What is being asked
Copy all lines in the data that contain the string "Descriptor".
Data to examine below:
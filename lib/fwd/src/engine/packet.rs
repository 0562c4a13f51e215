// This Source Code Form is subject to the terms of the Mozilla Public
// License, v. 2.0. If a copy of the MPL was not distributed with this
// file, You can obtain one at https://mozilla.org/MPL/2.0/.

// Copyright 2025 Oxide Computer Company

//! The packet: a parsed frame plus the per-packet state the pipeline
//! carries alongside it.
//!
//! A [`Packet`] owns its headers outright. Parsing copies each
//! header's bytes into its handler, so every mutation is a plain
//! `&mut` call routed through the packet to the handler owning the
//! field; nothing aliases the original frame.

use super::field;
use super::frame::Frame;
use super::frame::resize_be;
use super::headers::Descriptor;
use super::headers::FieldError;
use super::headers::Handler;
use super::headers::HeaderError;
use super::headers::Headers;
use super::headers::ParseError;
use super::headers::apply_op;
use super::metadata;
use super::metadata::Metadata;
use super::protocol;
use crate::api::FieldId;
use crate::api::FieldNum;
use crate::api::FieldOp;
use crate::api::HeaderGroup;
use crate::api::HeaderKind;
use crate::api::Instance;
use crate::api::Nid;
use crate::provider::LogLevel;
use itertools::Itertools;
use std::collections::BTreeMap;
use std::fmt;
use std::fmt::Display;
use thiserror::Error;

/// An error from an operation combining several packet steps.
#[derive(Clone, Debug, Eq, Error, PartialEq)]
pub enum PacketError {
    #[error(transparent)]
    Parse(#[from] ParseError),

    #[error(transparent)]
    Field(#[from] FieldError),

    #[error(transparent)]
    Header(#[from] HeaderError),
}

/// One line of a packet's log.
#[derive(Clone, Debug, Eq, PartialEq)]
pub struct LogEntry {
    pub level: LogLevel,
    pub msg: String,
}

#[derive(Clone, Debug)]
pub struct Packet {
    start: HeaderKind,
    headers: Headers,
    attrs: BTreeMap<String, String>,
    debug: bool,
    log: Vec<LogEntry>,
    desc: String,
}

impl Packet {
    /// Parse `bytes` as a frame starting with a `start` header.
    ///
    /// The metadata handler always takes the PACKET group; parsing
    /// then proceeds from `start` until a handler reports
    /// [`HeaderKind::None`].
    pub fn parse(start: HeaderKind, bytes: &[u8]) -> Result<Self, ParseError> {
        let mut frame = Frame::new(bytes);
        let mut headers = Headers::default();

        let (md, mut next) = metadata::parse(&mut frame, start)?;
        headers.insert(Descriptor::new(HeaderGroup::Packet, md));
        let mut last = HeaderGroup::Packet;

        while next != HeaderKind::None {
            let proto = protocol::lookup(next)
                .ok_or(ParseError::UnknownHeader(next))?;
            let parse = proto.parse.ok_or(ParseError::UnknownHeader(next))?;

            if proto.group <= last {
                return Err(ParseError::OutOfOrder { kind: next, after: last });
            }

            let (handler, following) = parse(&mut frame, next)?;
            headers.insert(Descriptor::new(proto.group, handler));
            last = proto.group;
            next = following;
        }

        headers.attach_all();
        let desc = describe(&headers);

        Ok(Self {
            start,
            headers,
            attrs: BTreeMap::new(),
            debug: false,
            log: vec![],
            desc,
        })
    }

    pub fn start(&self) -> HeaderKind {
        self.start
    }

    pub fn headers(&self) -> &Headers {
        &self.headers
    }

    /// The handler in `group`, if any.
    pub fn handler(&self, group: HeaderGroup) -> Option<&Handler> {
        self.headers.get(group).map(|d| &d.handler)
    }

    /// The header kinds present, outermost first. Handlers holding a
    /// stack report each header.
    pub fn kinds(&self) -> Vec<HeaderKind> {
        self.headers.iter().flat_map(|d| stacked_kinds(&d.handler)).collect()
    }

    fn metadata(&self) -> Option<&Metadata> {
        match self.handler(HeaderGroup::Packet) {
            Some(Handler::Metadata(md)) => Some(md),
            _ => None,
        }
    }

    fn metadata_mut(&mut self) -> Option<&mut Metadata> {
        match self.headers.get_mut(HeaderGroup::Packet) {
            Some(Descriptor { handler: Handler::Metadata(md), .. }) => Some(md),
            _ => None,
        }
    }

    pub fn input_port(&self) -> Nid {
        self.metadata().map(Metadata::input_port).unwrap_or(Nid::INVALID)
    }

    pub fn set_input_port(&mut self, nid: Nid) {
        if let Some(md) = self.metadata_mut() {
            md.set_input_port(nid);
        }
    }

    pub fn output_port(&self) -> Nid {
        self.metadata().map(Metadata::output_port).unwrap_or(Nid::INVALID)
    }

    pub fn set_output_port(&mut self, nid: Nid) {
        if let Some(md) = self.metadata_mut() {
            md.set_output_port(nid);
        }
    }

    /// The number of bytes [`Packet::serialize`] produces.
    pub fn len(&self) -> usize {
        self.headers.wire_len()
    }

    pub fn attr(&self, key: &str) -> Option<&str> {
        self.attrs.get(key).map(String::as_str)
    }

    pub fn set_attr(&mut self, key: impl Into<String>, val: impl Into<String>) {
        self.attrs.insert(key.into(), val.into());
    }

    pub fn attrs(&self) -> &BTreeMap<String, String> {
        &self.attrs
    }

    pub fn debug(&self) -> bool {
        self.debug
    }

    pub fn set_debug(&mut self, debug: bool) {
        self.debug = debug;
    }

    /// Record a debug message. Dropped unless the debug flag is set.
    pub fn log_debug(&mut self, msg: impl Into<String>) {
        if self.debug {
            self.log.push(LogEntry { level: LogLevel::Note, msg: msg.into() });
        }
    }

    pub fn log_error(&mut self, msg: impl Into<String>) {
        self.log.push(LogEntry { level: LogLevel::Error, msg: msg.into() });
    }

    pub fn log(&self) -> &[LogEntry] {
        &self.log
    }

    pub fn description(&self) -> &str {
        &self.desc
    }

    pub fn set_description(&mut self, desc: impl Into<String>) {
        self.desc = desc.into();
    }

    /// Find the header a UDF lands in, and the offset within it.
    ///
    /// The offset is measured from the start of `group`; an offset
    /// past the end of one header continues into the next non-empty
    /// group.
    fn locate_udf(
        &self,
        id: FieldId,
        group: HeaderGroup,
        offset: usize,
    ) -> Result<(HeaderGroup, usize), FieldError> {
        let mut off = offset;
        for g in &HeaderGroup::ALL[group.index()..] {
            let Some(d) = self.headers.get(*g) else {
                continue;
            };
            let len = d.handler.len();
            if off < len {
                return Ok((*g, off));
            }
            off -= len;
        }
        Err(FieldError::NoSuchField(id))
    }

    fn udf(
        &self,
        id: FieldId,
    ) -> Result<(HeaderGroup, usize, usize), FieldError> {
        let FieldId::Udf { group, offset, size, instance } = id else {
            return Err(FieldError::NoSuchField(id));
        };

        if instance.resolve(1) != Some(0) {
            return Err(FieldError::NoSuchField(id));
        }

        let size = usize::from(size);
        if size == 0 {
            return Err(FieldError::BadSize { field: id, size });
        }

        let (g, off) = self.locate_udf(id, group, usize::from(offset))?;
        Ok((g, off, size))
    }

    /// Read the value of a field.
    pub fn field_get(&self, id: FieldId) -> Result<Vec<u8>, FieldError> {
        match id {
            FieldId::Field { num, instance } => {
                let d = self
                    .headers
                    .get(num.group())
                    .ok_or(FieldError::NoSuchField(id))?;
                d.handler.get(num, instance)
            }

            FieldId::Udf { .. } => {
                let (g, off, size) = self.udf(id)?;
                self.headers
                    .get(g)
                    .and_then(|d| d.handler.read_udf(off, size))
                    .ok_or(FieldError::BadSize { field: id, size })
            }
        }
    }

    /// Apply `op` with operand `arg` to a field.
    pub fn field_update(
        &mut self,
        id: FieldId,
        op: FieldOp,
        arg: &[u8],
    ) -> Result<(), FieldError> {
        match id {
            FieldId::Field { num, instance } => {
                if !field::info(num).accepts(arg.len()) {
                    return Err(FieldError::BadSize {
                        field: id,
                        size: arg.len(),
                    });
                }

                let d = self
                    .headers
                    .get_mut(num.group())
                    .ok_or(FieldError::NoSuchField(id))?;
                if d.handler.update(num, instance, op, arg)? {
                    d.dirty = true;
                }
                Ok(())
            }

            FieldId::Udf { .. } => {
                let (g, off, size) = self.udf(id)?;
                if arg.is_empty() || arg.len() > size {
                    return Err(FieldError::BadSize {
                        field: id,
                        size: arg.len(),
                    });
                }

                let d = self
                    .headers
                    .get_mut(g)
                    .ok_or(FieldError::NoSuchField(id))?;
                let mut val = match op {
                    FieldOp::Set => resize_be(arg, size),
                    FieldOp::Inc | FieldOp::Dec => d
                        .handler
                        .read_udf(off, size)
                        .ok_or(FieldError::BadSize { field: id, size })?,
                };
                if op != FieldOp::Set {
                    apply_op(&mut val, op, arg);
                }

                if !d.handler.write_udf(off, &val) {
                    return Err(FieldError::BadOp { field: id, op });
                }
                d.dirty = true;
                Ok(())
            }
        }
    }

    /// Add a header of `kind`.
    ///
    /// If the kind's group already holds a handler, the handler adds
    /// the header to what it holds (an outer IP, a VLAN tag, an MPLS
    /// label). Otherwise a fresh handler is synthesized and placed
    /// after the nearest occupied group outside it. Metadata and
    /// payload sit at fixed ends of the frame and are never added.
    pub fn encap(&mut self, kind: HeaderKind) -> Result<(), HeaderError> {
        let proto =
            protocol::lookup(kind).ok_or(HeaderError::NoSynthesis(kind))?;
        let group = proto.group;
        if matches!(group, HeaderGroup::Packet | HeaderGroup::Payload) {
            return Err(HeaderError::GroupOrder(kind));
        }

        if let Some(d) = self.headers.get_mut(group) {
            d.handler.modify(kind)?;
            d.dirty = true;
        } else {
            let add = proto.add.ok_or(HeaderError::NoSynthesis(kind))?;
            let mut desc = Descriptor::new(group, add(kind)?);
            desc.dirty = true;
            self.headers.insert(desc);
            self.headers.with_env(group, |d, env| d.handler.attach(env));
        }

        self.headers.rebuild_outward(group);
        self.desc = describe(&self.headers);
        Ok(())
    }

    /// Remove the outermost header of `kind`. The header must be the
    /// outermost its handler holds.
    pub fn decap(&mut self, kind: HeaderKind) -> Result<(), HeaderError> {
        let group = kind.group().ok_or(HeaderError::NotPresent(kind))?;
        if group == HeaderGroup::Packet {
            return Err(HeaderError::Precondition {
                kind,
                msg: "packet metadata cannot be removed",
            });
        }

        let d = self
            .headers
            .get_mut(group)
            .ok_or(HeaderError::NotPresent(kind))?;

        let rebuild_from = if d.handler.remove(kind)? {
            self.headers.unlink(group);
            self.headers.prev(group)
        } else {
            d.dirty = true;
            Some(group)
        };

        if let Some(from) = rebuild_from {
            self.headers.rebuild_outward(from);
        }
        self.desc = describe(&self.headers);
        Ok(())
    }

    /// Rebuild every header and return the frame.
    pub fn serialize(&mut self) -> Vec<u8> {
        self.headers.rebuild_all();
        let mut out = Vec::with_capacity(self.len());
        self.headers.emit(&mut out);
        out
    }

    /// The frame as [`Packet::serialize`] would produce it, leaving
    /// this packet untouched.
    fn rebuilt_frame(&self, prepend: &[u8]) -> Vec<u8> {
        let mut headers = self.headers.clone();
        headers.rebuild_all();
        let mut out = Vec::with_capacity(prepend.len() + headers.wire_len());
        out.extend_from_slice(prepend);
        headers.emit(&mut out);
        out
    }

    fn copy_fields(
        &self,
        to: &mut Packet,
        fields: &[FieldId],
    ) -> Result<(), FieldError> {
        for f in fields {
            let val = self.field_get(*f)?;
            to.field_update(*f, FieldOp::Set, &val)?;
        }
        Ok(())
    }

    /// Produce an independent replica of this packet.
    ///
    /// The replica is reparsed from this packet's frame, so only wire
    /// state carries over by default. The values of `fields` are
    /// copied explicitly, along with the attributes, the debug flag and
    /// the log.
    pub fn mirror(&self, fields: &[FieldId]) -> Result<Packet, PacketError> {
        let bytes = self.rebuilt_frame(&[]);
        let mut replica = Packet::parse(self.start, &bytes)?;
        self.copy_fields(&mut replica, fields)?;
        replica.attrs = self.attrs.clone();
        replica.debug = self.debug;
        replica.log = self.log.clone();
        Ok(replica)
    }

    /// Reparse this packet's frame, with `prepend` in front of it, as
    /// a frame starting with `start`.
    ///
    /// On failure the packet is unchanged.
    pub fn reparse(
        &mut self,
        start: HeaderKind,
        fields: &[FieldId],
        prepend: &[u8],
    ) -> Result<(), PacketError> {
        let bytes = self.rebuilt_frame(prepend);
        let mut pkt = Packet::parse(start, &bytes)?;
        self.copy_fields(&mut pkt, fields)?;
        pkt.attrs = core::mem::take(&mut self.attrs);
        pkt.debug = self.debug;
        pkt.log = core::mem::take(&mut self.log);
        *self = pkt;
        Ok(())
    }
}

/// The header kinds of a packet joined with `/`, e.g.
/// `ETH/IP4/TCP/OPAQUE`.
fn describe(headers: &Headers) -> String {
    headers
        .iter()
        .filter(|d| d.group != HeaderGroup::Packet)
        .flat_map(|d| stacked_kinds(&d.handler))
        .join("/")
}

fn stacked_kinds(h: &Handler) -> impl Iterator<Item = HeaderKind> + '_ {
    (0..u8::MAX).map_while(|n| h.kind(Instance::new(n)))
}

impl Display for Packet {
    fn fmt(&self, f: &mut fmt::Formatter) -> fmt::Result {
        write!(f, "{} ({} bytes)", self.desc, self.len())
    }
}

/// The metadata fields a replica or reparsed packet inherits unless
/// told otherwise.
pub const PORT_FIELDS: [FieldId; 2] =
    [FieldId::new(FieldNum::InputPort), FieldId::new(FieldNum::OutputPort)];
End of Data to examine.
Written response
use super::headers::Descriptor;
        headers.insert(Descriptor::new(HeaderGroup::Packet, md));
            headers.insert(Descriptor::new(proto.group, handler));
            Some(Descriptor { handler: Handler::Metadata(md), .. }) => Some(md),
            let mut desc = Descriptor::new(group, add(kind)?);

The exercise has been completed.